TASK OBJECTIVE
Nothing but the lines from the start of the records through the line that contains "for layering transforms" is to be copied, and each is to be copied exactly.

(Collected data entries)
☆ ☆ ☆
//! # Firehose Core
//!
//! Batched, threshold-triggered record writer.
//!
//! This crate provides:
//! - [`RecordWriter`], which groups records into batches and rotates the
//!   batch destination when a byte or time threshold is crossed
//! - [`Destination`] and [`DestinationStack`] for layering transforms
//!   (such as gzip) over a raw sink
//! - [`Supplier`], the factory that opens a destination per batch
//! - [`Clock`] implementations for real and deterministic time
//! - [`DestinationRegistry`], an in-memory publish target for batches
//!
//! ## Example
//!
//! ```rust
//! use firehose_core::{DestinationRegistry, RecordWriter, WriterConfig};
//!
//! let registry = DestinationRegistry::new();
//! let writer = RecordWriter::new(registry.supplier(), WriterConfig::new().max_bytes(7));
//!
//! for record in ["Niels", "Tisse", "Juna", "Alise"] {
//!     writer.put_record(record.as_bytes()).unwrap();
//! }
//! writer.close().unwrap();
//!
//! assert_eq!(registry.get("1").unwrap(), b"NielsTisse");
//! assert_eq!(registry.get("2").unwrap(), b"JunaAlise");
//! ```

#![deny(unsafe_code)]
#![warn(missing_docs)]

mod clock;
mod config;
mod destination;
mod error;
mod registry;
mod stack;
mod stats;
mod supplier;
mod writer;

pub use clock::{Clock, MockClock, SystemClock};
pub use config::{WriterConfig, DEFAULT_DURATION, DEFAULT_MAX_BYTES};
pub use destination::{Destination, SinkDestination};
pub use error::{CoreError, CoreResult};
pub use registry::{DestinationRegistry, MemoryDestination, RegisteredDestination};
pub use stack::{DestinationStack, StackHandle};
pub use stats::{StatsSnapshot, WriterStats};
pub use supplier::Supplier;
pub use writer::RecordWriter;

pub use firehose_sink::{ByteSink, FileSink, MemorySink, SinkError, SinkKind};
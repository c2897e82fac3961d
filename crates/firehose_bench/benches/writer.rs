//! Record writer benchmarks.

use criterion::{black_box, criterion_group, criterion_main, BenchmarkId, Criterion, Throughput};
use firehose_bench::{generate_records, record_data};
use firehose_core::{DestinationRegistry, RecordWriter, SinkKind, WriterConfig};
use std::sync::Arc;
use std::thread;

/// Benchmark put_record into memory batches.
fn bench_put_record_memory(c: &mut Criterion) {
    let mut group = c.benchmark_group("put_record_memory");

    for size in [64, 256, 1024, 4096].iter() {
        group.throughput(Throughput::Bytes(*size as u64));
        group.bench_with_input(BenchmarkId::from_parameter(size), size, |b, &size| {
            let registry = DestinationRegistry::new();
            let writer = RecordWriter::new(registry.supplier(), WriterConfig::new());
            let data = record_data(size);

            b.iter(|| {
                writer.put_record(black_box(&data)).unwrap();
                // Keep the registry from growing without bound.
                if registry.len() > 64 {
                    registry.clear();
                }
            });
        });
    }

    group.finish();
}

/// Benchmark put_record into temp-file backed batches.
fn bench_put_record_file(c: &mut Criterion) {
    let mut group = c.benchmark_group("put_record_file");
    group.sample_size(50);

    for size in [256, 1024, 4096].iter() {
        group.throughput(Throughput::Bytes(*size as u64));
        group.bench_with_input(BenchmarkId::from_parameter(size), size, |b, &size| {
            let registry = DestinationRegistry::new();
            let writer = RecordWriter::new(
                registry.supplier_for(SinkKind::File),
                WriterConfig::new().max_bytes(256 * 1024),
            );
            let data = record_data(size);

            b.iter(|| {
                writer.put_record(black_box(&data)).unwrap();
                if registry.len() > 16 {
                    registry.clear();
                }
            });
        });
    }

    group.finish();
}

/// Benchmark put_record through the gzip stack.
fn bench_put_record_gzip(c: &mut Criterion) {
    let mut group = c.benchmark_group("put_record_gzip");

    for size in [256, 1024, 4096].iter() {
        group.throughput(Throughput::Bytes(*size as u64));
        group.bench_with_input(BenchmarkId::from_parameter(size), size, |b, &size| {
            let registry = DestinationRegistry::new();
            let writer = RecordWriter::new(registry.gzip_supplier(), WriterConfig::new());
            let data = record_data(size);

            b.iter(|| {
                writer.put_record(black_box(&data)).unwrap();
                if registry.len() > 64 {
                    registry.clear();
                }
            });
        });
    }

    group.finish();
}

/// Benchmark a full stream of small records with frequent rotation.
fn bench_rotation(c: &mut Criterion) {
    let mut group = c.benchmark_group("rotation");
    group.sample_size(20);

    let records = generate_records(1000, 64);
    group.throughput(Throughput::Bytes(1000 * 64));

    for max_bytes in [1024u64, 16 * 1024].iter() {
        group.bench_with_input(
            BenchmarkId::from_parameter(max_bytes),
            max_bytes,
            |b, &max_bytes| {
                b.iter(|| {
                    let registry = DestinationRegistry::new();
                    let writer = RecordWriter::new(
                        registry.supplier(),
                        WriterConfig::new().max_bytes(max_bytes).append_newline(true),
                    );
                    for record in &records {
                        writer.put_record(black_box(record)).unwrap();
                    }
                    writer.close().unwrap();
                    black_box(registry.len());
                });
            },
        );
    }

    group.finish();
}

/// Benchmark several threads sharing one writer.
fn bench_concurrent_put(c: &mut Criterion) {
    let mut group = c.benchmark_group("concurrent_put");
    group.sample_size(20);

    for threads in [2usize, 4, 8].iter() {
        group.bench_with_input(
            BenchmarkId::from_parameter(threads),
            threads,
            |b, &threads| {
                let data = Arc::new(record_data(128));

                b.iter(|| {
                    let registry = DestinationRegistry::new();
                    let writer = Arc::new(RecordWriter::new(
                        registry.supplier(),
                        WriterConfig::new().max_bytes(64 * 1024),
                    ));

                    let handles: Vec<_> = (0..threads)
                        .map(|_| {
                            let writer = Arc::clone(&writer);
                            let data = Arc::clone(&data);
                            thread::spawn(move || {
                                for _ in 0..250 {
                                    writer.put_record(&data).unwrap();
                                }
                            })
                        })
                        .collect();
                    for handle in handles {
                        handle.join().unwrap();
                    }
                    writer.close().unwrap();
                    black_box(registry.len());
                });
            },
        );
    }

    group.finish();
}

criterion_group!(
    benches,
    bench_put_record_memory,
    bench_put_record_file,
    bench_put_record_gzip,
    bench_rotation,
    bench_concurrent_put,
);

criterion_main!(benches);
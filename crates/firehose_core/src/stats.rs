//! Record writer statistics.
//!
//! Counters are atomic so they can be read without taking the writer lock.
//!
//! ```rust
//! use firehose_core::{DestinationRegistry, RecordWriter, WriterConfig};
//!
//! let registry = DestinationRegistry::new();
//! let writer = RecordWriter::new(registry.supplier(), WriterConfig::new().max_bytes(4));
//! writer.put_record(b"abcd").unwrap();
//! writer.put_record(b"ef").unwrap();
//!
//! let stats = writer.stats();
//! assert_eq!(stats.records, 2);
//! assert_eq!(stats.bytes_written, 6);
//! assert_eq!(stats.batches_opened, 2);
//! assert_eq!(stats.batches_closed, 1);
//! ```

use std::sync::atomic::{AtomicU64, Ordering};

/// Running counters for one [`RecordWriter`](crate::RecordWriter).
///
/// Values only ever increase.
#[derive(Debug, Default)]
pub struct WriterStats {
    /// Records accepted by a destination.
    records: AtomicU64,
    /// Bytes accepted by a destination, newlines included.
    bytes_written: AtomicU64,
    /// Destinations opened through the supplier.
    batches_opened: AtomicU64,
    /// Destinations closed, successfully or not.
    batches_closed: AtomicU64,
    /// Rotations triggered by the byte threshold.
    size_rotations: AtomicU64,
    /// Rotations triggered by the deadline.
    deadline_rotations: AtomicU64,
    /// Supplier, write and close failures.
    errors: AtomicU64,
}

impl WriterStats {
    /// Creates zeroed counters.
    pub fn new() -> Self {
        Self::default()
    }

    pub(crate) fn record_write(&self, bytes: u64) {
        self.records.fetch_add(1, Ordering::Relaxed);
        self.bytes_written.fetch_add(bytes, Ordering::Relaxed);
    }

    pub(crate) fn record_open(&self) {
        self.batches_opened.fetch_add(1, Ordering::Relaxed);
    }

    pub(crate) fn record_close(&self) {
        self.batches_closed.fetch_add(1, Ordering::Relaxed);
    }

    pub(crate) fn record_size_rotation(&self) {
        self.size_rotations.fetch_add(1, Ordering::Relaxed);
    }

    pub(crate) fn record_deadline_rotation(&self) {
        self.deadline_rotations.fetch_add(1, Ordering::Relaxed);
    }

    pub(crate) fn record_error(&self) {
        self.errors.fetch_add(1, Ordering::Relaxed);
    }

    /// Returns the number of records written.
    pub fn records(&self) -> u64 {
        self.records.load(Ordering::Relaxed)
    }

    /// Returns the number of bytes written.
    pub fn bytes_written(&self) -> u64 {
        self.bytes_written.load(Ordering::Relaxed)
    }

    /// Returns the number of batches opened.
    pub fn batches_opened(&self) -> u64 {
        self.batches_opened.load(Ordering::Relaxed)
    }

    /// Returns the number of batches closed.
    pub fn batches_closed(&self) -> u64 {
        self.batches_closed.load(Ordering::Relaxed)
    }

    /// Returns the number of byte-threshold rotations.
    pub fn size_rotations(&self) -> u64 {
        self.size_rotations.load(Ordering::Relaxed)
    }

    /// Returns the number of deadline rotations.
    pub fn deadline_rotations(&self) -> u64 {
        self.deadline_rotations.load(Ordering::Relaxed)
    }

    /// Returns the number of failures seen.
    pub fn errors(&self) -> u64 {
        self.errors.load(Ordering::Relaxed)
    }

    /// Returns a snapshot of all counters.
    pub fn snapshot(&self) -> StatsSnapshot {
        StatsSnapshot {
            records: self.records(),
            bytes_written: self.bytes_written(),
            batches_opened: self.batches_opened(),
            batches_closed: self.batches_closed(),
            size_rotations: self.size_rotations(),
            deadline_rotations: self.deadline_rotations(),
            errors: self.errors(),
        }
    }
}

/// A point-in-time copy of [`WriterStats`].
#[derive(Debug, Clone, PartialEq, Eq, Default)]
pub struct StatsSnapshot {
    /// Records written.
    pub records: u64,
    /// Bytes written.
    pub bytes_written: u64,
    /// Batches opened.
    pub batches_opened: u64,
    /// Batches closed.
    pub batches_closed: u64,
    /// Byte-threshold rotations.
    pub size_rotations: u64,
    /// Deadline rotations.
    pub deadline_rotations: u64,
    /// Failures seen.
    pub errors: u64,
}

#[cfg(test)]
mod tests {
    use super::*;

    #[test]
    fn default_stats_are_zero() {
        let stats = WriterStats::new();
        assert_eq!(stats.snapshot(), StatsSnapshot::default());
    }

    #[test]
    fn record_operations() {
        let stats = WriterStats::new();
        stats.record_open();
        stats.record_write(5);
        stats.record_write(6);
        stats.record_size_rotation();
        stats.record_close();

        let snapshot = stats.snapshot();
        assert_eq!(snapshot.records, 2);
        assert_eq!(snapshot.bytes_written, 11);
        assert_eq!(snapshot.batches_opened, 1);
        assert_eq!(snapshot.batches_closed, 1);
        assert_eq!(snapshot.size_rotations, 1);
        assert_eq!(snapshot.deadline_rotations, 0);
    }
}
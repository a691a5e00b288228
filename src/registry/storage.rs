use std::path::PathBuf;

use async_trait::async_trait;
use log::debug;

use crate::connection::ConnectionDescriptor;
use crate::error::{DockerError, Result};

/// Where the registry keeps its connection list between runs.
#[async_trait]
pub trait ConnectionStorage: Send + Sync {
    async fn load(&self) -> Result<Vec<ConnectionDescriptor>>;
    async fn save(&self, connections: &[ConnectionDescriptor]) -> Result<()>;
}

/// Connection list as a pretty printed JSON array.
pub struct JsonConnectionStorage {
    path: PathBuf,
}

impl JsonConnectionStorage {
    pub fn new(path: impl Into<PathBuf>) -> Self {
        Self { path: path.into() }
    }

    pub fn path(&self) -> &std::path::Path {
        &self.path
    }
}

#[async_trait]
impl ConnectionStorage for JsonConnectionStorage {
    async fn load(&self) -> Result<Vec<ConnectionDescriptor>> {
        let raw = match tokio::fs::read_to_string(&self.path).await {
            Ok(raw) => raw,
            Err(e) if e.kind() == std::io::ErrorKind::NotFound => {
                debug!("No connections saved at {}", self.path.display());
                return Ok(Vec::new());
            }
            Err(e) => return Err(e.into()),
        };
        serde_json::from_str(&raw)
            .map_err(|e| DockerError::Storage(format!("{}: {}", self.path.display(), e)))
    }

    async fn save(&self, connections: &[ConnectionDescriptor]) -> Result<()> {
        if let Some(dir) = self.path.parent() {
            tokio::fs::create_dir_all(dir).await?;
        }
        let raw = serde_json::to_string_pretty(connections)?;
        tokio::fs::write(&self.path, raw).await?;
        Ok(())
    }
}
☆ ☆ ☆
SOLUTION BELOW
//! # Firehose Core
//!
//! Batched, threshold-triggered record writer.
//!
//! This crate provides:
//! - [`RecordWriter`], which groups records into batches and rotates the
//!   batch destination when a byte or time threshold is crossed
//! - [`Destination`] and [`DestinationStack`] for layering transforms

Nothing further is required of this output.